#### WORK TASK
Make an exact transcription of the data below.
======
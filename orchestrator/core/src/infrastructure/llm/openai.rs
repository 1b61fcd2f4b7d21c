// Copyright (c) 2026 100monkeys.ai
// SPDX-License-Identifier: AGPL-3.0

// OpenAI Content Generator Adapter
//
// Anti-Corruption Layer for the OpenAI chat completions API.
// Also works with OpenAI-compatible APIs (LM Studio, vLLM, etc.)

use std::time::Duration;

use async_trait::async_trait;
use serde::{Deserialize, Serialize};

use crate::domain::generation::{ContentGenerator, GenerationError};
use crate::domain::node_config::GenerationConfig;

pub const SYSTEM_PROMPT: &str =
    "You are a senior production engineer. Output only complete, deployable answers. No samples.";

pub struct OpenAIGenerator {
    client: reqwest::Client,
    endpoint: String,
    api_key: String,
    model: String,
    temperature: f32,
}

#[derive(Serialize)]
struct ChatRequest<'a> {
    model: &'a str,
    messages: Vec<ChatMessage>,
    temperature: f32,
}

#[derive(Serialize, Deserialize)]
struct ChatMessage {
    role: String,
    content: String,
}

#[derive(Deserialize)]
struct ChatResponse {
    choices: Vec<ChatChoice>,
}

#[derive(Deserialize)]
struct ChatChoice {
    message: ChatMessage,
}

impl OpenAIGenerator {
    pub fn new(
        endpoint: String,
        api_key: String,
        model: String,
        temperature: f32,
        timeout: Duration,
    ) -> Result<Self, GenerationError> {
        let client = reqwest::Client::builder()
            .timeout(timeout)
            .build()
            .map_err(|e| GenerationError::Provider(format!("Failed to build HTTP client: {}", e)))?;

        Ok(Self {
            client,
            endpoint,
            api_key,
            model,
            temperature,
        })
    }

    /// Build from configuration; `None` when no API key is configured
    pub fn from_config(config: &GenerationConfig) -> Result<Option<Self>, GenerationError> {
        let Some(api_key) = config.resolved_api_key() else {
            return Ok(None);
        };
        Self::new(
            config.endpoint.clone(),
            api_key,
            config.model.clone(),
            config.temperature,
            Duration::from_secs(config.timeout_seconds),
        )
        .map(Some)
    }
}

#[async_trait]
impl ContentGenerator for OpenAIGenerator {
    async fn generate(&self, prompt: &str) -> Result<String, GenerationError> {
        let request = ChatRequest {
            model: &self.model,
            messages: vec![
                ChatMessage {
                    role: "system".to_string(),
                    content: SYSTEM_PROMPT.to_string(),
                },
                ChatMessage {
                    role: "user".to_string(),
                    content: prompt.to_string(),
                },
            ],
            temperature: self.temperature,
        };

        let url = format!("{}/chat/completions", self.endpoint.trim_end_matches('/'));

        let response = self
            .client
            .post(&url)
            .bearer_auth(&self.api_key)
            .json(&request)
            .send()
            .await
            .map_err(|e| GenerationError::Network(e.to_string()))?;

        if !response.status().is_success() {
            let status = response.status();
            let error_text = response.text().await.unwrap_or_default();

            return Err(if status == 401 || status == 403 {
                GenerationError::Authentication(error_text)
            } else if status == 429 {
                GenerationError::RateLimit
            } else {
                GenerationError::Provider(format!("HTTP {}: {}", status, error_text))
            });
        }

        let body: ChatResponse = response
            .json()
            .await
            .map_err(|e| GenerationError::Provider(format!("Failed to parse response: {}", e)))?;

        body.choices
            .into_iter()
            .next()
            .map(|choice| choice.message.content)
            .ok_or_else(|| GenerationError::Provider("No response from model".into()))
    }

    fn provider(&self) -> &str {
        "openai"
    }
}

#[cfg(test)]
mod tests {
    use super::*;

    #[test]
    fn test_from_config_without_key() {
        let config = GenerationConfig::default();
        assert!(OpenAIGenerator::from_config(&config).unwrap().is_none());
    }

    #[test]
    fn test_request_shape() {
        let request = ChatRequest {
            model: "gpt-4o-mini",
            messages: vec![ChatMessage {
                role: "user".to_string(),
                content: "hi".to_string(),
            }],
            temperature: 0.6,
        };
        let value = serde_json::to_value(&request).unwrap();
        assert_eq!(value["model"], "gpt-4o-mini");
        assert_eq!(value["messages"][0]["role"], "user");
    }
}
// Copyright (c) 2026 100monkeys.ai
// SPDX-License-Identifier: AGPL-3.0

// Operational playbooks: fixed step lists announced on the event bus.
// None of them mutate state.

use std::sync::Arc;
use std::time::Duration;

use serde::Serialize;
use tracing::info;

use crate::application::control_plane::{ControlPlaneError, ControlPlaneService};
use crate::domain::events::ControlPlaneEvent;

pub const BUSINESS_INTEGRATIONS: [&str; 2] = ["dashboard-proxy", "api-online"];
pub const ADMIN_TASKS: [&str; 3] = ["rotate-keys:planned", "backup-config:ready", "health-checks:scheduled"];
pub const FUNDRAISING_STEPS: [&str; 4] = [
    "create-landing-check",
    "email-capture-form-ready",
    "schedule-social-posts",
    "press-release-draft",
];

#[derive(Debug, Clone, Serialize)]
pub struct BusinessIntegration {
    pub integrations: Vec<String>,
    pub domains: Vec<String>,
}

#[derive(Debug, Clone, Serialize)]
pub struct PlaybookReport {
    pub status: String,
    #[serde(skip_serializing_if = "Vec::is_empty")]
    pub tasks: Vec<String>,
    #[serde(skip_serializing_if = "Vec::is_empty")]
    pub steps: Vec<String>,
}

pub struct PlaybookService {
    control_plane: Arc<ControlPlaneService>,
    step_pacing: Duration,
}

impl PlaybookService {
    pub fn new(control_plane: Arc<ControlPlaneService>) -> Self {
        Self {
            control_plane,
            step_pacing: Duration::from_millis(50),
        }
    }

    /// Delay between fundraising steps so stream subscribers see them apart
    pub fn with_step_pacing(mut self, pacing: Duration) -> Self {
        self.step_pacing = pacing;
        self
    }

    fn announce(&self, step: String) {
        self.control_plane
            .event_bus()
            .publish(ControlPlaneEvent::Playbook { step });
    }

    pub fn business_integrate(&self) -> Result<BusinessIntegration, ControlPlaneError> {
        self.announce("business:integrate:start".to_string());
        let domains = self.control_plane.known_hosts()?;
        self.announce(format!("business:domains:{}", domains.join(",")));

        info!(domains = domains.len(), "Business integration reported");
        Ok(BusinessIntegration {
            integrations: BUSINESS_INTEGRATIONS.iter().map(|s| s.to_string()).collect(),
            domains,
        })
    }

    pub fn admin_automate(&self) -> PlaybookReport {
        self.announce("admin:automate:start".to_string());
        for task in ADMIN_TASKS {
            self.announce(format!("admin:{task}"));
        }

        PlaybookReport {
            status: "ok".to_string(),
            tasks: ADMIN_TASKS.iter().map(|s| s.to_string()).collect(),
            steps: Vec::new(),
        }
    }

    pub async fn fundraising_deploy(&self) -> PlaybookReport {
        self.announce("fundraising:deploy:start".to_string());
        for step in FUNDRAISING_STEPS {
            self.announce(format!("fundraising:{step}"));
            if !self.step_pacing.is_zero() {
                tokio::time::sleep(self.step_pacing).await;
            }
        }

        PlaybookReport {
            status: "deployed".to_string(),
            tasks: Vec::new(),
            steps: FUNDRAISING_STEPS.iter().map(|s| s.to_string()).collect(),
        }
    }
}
======
#### ANSWER SECTION
filename orchestrator/core/src/infrastructure/llm/openai.rs
repository 1b61fcd2f4b7d21c
// Copyright (c) 2026 100monkeys.ai
// SPDX-License-Identifier: AGPL-3.0

// OpenAI Content Generator Adapter
//
// Anti-Corruption Layer for the OpenAI chat completions API.
// Also works with OpenAI-compatible APIs (LM Studio, vLLM, etc.)

use std::time::Duration;

use async_trait::async_trait;
use serde::{Deserialize, Serialize};

use crate::domain::generation::{ContentGenerator, GenerationError};
use crate::domain::node_config::GenerationConfig;

pub const SYSTEM_PROMPT: &str =
    "You are a senior production engineer. Output only complete, deployable answers. No samples.";

pub struct OpenAIGenerator {
    client: reqwest::Client,
    endpoint: String,
    api_key: String,
    model: String,
    temperature: f32,
}

#[derive(Serialize)]
struct ChatRequest<'a> {
    model: &'a str,
    messages: Vec<ChatMessage>,
    temperature: f32,
}

#[derive(Serialize, Deserialize)]
struct ChatMessage {
    role: String,
    content: String,
}

#[derive(Deserialize)]
struct ChatResponse {
    choices: Vec<ChatChoice>,
}

#[derive(Deserialize)]
struct ChatChoice {
    message: ChatMessage,
}

impl OpenAIGenerator {
    pub fn new(
        endpoint: String,
        api_key: String,
        model: String,
        temperature: f32,
        timeout: Duration,
    ) -> Result<Self, GenerationError> {
        let client = reqwest::Client::builder()
            .timeout(timeout)
            .build()
            .map_err(|e| GenerationError::Provider(format!("Failed to build HTTP client: {}", e)))?;

        Ok(Self {
            client,
            endpoint,
            api_key,
            model,
            temperature,
        })
    }

    /// Build from configuration; `None` when no API key is configured
    pub fn from_config(config: &GenerationConfig) -> Result<Option<Self>, GenerationError> {
        let Some(api_key) = config.resolved_api_key() else {
            return Ok(None);
        };
        Self::new(
            config.endpoint.clone(),
            api_key,
            config.model.clone(),
            config.temperature,
            Duration::from_secs(config.timeout_seconds),
        )
        .map(Some)
    }
}

#[async_trait]
impl ContentGenerator for OpenAIGenerator {
    async fn generate(&self, prompt: &str) -> Result<String, GenerationError> {
        let request = ChatRequest {
            model: &self.model,
            messages: vec![
                ChatMessage {
                    role: "system".to_string(),
                    content: SYSTEM_PROMPT.to_string(),
                },
                ChatMessage {
                    role: "user".to_string(),
                    content: prompt.to_string(),
                },
            ],
            temperature: self.temperature,
        };

        let url = format!("{}/chat/completions", self.endpoint.trim_end_matches('/'));

        let response = self
            .client
            .post(&url)
            .bearer_auth(&self.api_key)
            .json(&request)
            .send()
            .await
            .map_err(|e| GenerationError::Network(e.to_string()))?;

        if !response.status().is_success() {
            let status = response.status();
            let error_text = response.text().await.unwrap_or_default();

            return Err(if status == 401 || status == 403 {
                GenerationError::Authentication(error_text)
            } else if status == 429 {
                GenerationError::RateLimit
            } else {
                GenerationError::Provider(format!("HTTP {}: {}", status, error_text))
            });
        }

        let body: ChatResponse = response
            .json()
            .await
            .map_err(|e| GenerationError::Provider(format!("Failed to parse response: {}", e)))?;

        body.choices
            .into_iter()
            .next()
            .map(|choice| choice.message.content)
            .ok_or_else(|| GenerationError::Provider("No response from model".into()))
    }

    fn provider(&self) -> &str {
        "openai"
    }
}

#[cfg(test)]
mod tests {
    use super::*;

    #[test]
    fn test_from_config_without_key() {
        let config = GenerationConfig::default();
        assert!(OpenAIGenerator::from_config(&config).unwrap().is_none());
    }

    #[test]
    fn test_request_shape() {
        let request = ChatRequest {
            model: "gpt-4o-mini",
            messages: vec![ChatMessage {
                role: "user".to_string(),
                content: "hi".to_string(),
            }],
            temperature: 0.6,
        };
        let value = serde_json::to_value(&request).unwrap();
        assert_eq!(value["model"], "gpt-4o-mini");
        assert_eq!(value["messages"][0]["role"], "user");
    }
}
// Copyright (c) 2026 100monkeys.ai
// SPDX-License-Identifier: AGPL-3.0

// Operational playbooks: fixed step lists announced on the event bus.
// None of them mutate state.

use std::sync::Arc;
use std::time::Duration;

use serde::Serialize;
use tracing::info;

use crate::application::control_plane::{ControlPlaneError, ControlPlaneService};
use crate::domain::events::ControlPlaneEvent;

pub const BUSINESS_INTEGRATIONS: [&str; 2] = ["dashboard-proxy", "api-online"];
pub const ADMIN_TASKS: [&str; 3] = ["rotate-keys:planned", "backup-config:ready", "health-checks:scheduled"];
pub const FUNDRAISING_STEPS: [&str; 4] = [
    "create-landing-check",
    "email-capture-form-ready",
    "schedule-social-posts",
    "press-release-draft",
];

#[derive(Debug, Clone, Serialize)]
pub struct BusinessIntegration {
    pub integrations: Vec<String>,
    pub domains: Vec<String>,
}

#[derive(Debug, Clone, Serialize)]
pub struct PlaybookReport {
    pub status: String,
    #[serde(skip_serializing_if = "Vec::is_empty")]
    pub tasks: Vec<String>,
    #[serde(skip_serializing_if = "Vec::is_empty")]
    pub steps: Vec<String>,
}

pub struct PlaybookService {
    control_plane: Arc<ControlPlaneService>,
    step_pacing: Duration,
}

impl PlaybookService {
    pub fn new(control_plane: Arc<ControlPlaneService>) -> Self {
        Self {
            control_plane,
            step_pacing: Duration::from_millis(50),
        }
    }

    /// Delay between fundraising steps so stream subscribers see them apart
    pub fn with_step_pacing(mut self, pacing: Duration) -> Self {
        self.step_pacing = pacing;
        self
    }

    fn announce(&self, step: String) {
        self.control_plane
            .event_bus()
            .publish(ControlPlaneEvent::Playbook { step });
    }

    pub fn business_integrate(&self) -> Result<BusinessIntegration, ControlPlaneError> {
        self.announce("business:integrate:start".to_string());
        let domains = self.control_plane.known_hosts()?;
        self.announce(format!("business:domains:{}", domains.join(",")));

        info!(domains = domains.len(), "Business integration reported");
        Ok(BusinessIntegration {
            integrations: BUSINESS_INTEGRATIONS.iter().map(|s| s.to_string()).collect(),
            domains,
        })
    }

    pub fn admin_automate(&self) -> PlaybookReport {
        self.announce("admin:automate:start".to_string());
        for task in ADMIN_TASKS {
            self.announce(format!("admin:{task}"));
        }

        PlaybookReport {
            status: "ok".to_string(),
            tasks: ADMIN_TASKS.iter().map(|s| s.to_string()).collect(),
            steps: Vec::new(),
        }
    }

    pub async fn fundraising_deploy(&self) -> PlaybookReport {
        self.announce("fundraising:deploy:start".to_string());
        for step in FUNDRAISING_STEPS {
            self.announce(format!("fundraising:{step}"));
            if !self.step_pacing.is_zero() {
                tokio::time::sleep(self.step_pacing).await;
            }
        }

        PlaybookReport {
            status: "deployed".to_string(),
            tasks: Vec::new(),
            steps: FUNDRAISING_STEPS.iter().map(|s| s.to_string()).collect(),
        }
    }
}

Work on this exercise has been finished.